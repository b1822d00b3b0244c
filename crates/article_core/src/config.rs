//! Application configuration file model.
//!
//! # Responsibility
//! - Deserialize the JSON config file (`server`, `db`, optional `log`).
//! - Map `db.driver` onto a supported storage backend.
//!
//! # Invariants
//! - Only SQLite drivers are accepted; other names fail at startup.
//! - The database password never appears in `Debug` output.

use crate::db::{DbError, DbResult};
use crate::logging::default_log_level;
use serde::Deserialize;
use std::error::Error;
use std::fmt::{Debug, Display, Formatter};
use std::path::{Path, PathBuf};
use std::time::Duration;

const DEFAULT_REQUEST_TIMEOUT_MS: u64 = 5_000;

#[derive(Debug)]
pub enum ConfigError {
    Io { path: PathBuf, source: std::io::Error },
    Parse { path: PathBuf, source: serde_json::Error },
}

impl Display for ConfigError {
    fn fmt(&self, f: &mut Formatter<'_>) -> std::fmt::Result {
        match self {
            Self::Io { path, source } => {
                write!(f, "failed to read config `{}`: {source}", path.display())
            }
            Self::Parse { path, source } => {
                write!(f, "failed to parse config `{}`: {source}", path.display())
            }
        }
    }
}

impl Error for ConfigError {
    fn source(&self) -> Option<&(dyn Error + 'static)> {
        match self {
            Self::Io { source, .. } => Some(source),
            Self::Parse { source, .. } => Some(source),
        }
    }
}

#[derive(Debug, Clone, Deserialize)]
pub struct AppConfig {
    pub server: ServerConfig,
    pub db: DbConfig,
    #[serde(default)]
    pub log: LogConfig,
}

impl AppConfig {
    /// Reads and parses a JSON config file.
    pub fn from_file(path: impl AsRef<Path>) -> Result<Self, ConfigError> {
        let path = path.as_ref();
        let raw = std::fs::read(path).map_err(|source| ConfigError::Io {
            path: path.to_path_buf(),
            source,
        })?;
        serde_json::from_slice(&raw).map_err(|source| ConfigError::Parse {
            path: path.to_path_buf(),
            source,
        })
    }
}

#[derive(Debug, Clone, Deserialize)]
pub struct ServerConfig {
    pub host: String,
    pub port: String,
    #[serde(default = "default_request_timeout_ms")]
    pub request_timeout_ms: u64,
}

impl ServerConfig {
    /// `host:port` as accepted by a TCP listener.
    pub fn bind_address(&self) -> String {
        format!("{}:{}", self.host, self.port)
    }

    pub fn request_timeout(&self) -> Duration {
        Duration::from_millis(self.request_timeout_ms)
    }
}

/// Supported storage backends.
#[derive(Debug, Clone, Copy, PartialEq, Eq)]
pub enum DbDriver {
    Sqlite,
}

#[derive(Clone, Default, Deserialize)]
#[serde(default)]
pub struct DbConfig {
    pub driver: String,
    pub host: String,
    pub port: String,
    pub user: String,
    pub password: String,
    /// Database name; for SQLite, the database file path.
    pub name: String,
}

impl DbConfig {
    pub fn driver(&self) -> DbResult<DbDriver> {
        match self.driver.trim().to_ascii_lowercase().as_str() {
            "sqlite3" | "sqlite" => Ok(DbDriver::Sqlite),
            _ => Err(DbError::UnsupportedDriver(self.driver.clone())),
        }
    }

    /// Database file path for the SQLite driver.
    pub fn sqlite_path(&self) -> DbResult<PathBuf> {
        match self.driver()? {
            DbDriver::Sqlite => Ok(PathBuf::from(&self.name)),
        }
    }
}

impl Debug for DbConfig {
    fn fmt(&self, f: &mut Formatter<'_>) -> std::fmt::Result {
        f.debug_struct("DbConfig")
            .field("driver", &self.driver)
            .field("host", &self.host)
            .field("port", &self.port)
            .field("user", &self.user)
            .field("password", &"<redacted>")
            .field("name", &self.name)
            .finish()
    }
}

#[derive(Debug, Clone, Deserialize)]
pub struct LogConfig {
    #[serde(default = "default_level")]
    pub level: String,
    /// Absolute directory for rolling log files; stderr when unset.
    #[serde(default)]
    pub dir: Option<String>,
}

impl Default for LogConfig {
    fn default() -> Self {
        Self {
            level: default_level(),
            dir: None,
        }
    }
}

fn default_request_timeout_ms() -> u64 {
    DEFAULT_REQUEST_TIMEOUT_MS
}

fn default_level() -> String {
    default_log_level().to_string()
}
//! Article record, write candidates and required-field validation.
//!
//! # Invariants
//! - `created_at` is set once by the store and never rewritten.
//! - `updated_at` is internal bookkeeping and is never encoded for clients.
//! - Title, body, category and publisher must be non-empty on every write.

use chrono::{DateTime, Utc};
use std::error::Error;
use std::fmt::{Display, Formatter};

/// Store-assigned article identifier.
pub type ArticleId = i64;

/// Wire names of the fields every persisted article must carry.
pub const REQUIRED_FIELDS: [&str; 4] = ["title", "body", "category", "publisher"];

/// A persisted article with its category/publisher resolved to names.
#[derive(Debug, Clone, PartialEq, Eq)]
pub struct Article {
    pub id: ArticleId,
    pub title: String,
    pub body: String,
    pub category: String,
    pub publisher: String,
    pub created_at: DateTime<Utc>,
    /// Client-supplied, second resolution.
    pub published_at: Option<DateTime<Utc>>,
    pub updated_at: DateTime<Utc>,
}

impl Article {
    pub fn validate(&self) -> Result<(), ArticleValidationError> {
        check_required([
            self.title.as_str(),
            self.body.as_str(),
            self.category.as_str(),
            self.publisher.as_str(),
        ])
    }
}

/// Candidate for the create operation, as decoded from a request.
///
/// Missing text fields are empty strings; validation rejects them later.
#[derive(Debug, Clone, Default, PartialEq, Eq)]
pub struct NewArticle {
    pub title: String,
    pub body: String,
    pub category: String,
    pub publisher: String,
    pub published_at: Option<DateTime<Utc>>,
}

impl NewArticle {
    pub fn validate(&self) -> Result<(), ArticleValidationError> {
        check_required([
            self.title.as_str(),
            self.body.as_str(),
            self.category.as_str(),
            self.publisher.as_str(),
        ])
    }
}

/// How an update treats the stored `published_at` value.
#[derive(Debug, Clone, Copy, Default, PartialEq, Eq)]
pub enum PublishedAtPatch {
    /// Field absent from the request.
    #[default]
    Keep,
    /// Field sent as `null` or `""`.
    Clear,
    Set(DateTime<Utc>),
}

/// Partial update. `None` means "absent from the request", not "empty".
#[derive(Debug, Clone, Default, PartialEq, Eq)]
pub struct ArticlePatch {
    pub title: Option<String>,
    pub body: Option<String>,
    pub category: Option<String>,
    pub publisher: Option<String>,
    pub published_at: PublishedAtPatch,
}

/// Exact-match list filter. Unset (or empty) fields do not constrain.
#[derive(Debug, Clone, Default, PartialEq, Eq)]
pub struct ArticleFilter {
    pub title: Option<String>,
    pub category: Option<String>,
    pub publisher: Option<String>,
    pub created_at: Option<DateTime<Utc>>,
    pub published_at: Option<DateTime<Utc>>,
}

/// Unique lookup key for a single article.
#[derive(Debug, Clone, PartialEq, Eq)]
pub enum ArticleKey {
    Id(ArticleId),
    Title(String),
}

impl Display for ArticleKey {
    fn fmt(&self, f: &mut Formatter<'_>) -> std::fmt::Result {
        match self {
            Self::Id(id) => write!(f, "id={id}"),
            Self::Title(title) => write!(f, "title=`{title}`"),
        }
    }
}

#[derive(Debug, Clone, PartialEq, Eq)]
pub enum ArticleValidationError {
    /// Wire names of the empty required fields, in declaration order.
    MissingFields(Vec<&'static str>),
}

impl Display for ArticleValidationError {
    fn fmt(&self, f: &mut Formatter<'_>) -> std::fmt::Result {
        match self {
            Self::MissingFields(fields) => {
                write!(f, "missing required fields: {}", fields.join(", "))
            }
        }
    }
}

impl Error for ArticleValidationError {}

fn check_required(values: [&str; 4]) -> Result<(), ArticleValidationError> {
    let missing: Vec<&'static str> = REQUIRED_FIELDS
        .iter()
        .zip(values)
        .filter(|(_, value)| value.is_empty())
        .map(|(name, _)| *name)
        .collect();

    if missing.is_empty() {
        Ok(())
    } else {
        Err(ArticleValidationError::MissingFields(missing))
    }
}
* * *
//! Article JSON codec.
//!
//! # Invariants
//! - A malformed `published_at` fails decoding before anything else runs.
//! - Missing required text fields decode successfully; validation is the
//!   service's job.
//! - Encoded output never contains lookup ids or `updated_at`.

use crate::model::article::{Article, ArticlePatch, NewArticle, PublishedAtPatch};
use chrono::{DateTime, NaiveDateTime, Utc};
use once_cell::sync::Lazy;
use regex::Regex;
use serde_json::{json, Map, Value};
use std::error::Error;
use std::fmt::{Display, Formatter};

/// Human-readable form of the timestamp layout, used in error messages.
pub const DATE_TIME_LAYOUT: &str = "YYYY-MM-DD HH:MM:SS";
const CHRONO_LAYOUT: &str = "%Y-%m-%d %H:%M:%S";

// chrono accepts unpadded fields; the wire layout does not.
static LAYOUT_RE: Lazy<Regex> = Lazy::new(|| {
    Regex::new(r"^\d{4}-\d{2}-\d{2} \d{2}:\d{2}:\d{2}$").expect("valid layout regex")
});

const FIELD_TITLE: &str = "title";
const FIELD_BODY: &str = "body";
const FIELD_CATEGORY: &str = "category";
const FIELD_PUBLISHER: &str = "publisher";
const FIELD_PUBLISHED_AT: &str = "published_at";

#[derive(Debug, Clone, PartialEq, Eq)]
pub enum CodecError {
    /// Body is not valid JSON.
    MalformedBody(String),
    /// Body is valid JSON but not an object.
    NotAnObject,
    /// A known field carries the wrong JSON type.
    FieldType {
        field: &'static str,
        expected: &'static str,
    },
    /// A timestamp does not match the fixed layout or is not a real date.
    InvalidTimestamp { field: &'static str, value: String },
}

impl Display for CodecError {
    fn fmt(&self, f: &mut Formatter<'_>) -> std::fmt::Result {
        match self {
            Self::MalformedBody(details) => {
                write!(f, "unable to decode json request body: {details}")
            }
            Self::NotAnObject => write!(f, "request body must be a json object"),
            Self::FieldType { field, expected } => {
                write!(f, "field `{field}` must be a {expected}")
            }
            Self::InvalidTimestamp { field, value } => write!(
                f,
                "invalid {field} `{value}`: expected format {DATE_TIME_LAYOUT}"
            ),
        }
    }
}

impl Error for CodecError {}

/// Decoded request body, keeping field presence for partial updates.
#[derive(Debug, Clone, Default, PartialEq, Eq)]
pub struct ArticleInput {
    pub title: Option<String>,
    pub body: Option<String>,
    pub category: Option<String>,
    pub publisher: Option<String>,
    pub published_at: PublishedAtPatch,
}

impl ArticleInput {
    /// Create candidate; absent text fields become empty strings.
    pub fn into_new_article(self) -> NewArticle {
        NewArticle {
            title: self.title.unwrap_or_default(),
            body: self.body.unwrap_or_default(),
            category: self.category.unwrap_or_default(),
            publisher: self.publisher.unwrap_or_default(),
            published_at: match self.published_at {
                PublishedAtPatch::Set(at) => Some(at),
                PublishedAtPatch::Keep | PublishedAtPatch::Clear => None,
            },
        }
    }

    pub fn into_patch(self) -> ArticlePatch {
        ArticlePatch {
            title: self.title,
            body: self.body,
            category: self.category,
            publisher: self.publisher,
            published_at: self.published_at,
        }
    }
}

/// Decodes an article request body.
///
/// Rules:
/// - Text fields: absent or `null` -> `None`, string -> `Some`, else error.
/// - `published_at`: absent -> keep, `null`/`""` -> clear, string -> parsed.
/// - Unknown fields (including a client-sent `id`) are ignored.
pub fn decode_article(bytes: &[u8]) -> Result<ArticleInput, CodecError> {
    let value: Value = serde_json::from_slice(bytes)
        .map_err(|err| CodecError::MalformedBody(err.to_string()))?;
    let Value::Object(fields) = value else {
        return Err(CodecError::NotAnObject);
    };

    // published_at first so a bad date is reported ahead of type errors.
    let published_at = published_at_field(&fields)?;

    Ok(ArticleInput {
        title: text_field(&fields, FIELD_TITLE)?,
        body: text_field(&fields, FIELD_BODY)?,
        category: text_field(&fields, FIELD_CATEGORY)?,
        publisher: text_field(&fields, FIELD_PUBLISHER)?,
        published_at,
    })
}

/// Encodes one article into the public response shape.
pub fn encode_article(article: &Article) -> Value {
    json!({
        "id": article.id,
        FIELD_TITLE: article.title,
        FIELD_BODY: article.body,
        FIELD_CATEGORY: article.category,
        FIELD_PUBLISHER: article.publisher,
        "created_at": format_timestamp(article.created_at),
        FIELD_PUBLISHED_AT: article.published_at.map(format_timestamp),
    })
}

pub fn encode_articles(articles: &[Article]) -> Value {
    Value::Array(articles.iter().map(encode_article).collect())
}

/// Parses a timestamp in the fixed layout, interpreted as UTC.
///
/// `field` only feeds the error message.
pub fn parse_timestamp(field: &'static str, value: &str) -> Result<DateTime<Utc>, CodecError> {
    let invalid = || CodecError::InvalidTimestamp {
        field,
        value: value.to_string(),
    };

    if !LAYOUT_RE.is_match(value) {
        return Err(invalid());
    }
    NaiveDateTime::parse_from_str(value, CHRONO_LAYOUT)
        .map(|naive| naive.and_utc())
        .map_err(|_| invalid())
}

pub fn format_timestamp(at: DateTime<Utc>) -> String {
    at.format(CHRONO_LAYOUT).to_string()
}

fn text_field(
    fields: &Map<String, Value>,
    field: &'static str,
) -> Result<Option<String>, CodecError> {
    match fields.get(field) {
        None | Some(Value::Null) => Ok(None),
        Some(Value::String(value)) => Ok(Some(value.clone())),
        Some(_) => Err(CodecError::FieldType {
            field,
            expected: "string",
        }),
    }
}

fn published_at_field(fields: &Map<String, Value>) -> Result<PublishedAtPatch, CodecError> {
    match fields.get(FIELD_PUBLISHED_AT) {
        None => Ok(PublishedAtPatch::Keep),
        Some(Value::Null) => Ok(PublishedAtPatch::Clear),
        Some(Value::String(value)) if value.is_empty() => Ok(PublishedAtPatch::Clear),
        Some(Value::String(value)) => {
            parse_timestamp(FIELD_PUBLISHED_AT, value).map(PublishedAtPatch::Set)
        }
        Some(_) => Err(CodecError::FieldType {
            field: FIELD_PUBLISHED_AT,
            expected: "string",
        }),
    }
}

● WHAT YOU HAVE TO DO: Could you show every line of the material that includes the string "None"?

● RESULT OF THIS EXERCISE:
            dir: None,
/// Partial update. `None` means "absent from the request", not "empty".
                PublishedAtPatch::Keep | PublishedAtPatch::Clear => None,
/// - Text fields: absent or `null` -> `None`, string -> `Some`, else error.
        None | Some(Value::Null) => Ok(None),
        None => Ok(PublishedAtPatch::Keep),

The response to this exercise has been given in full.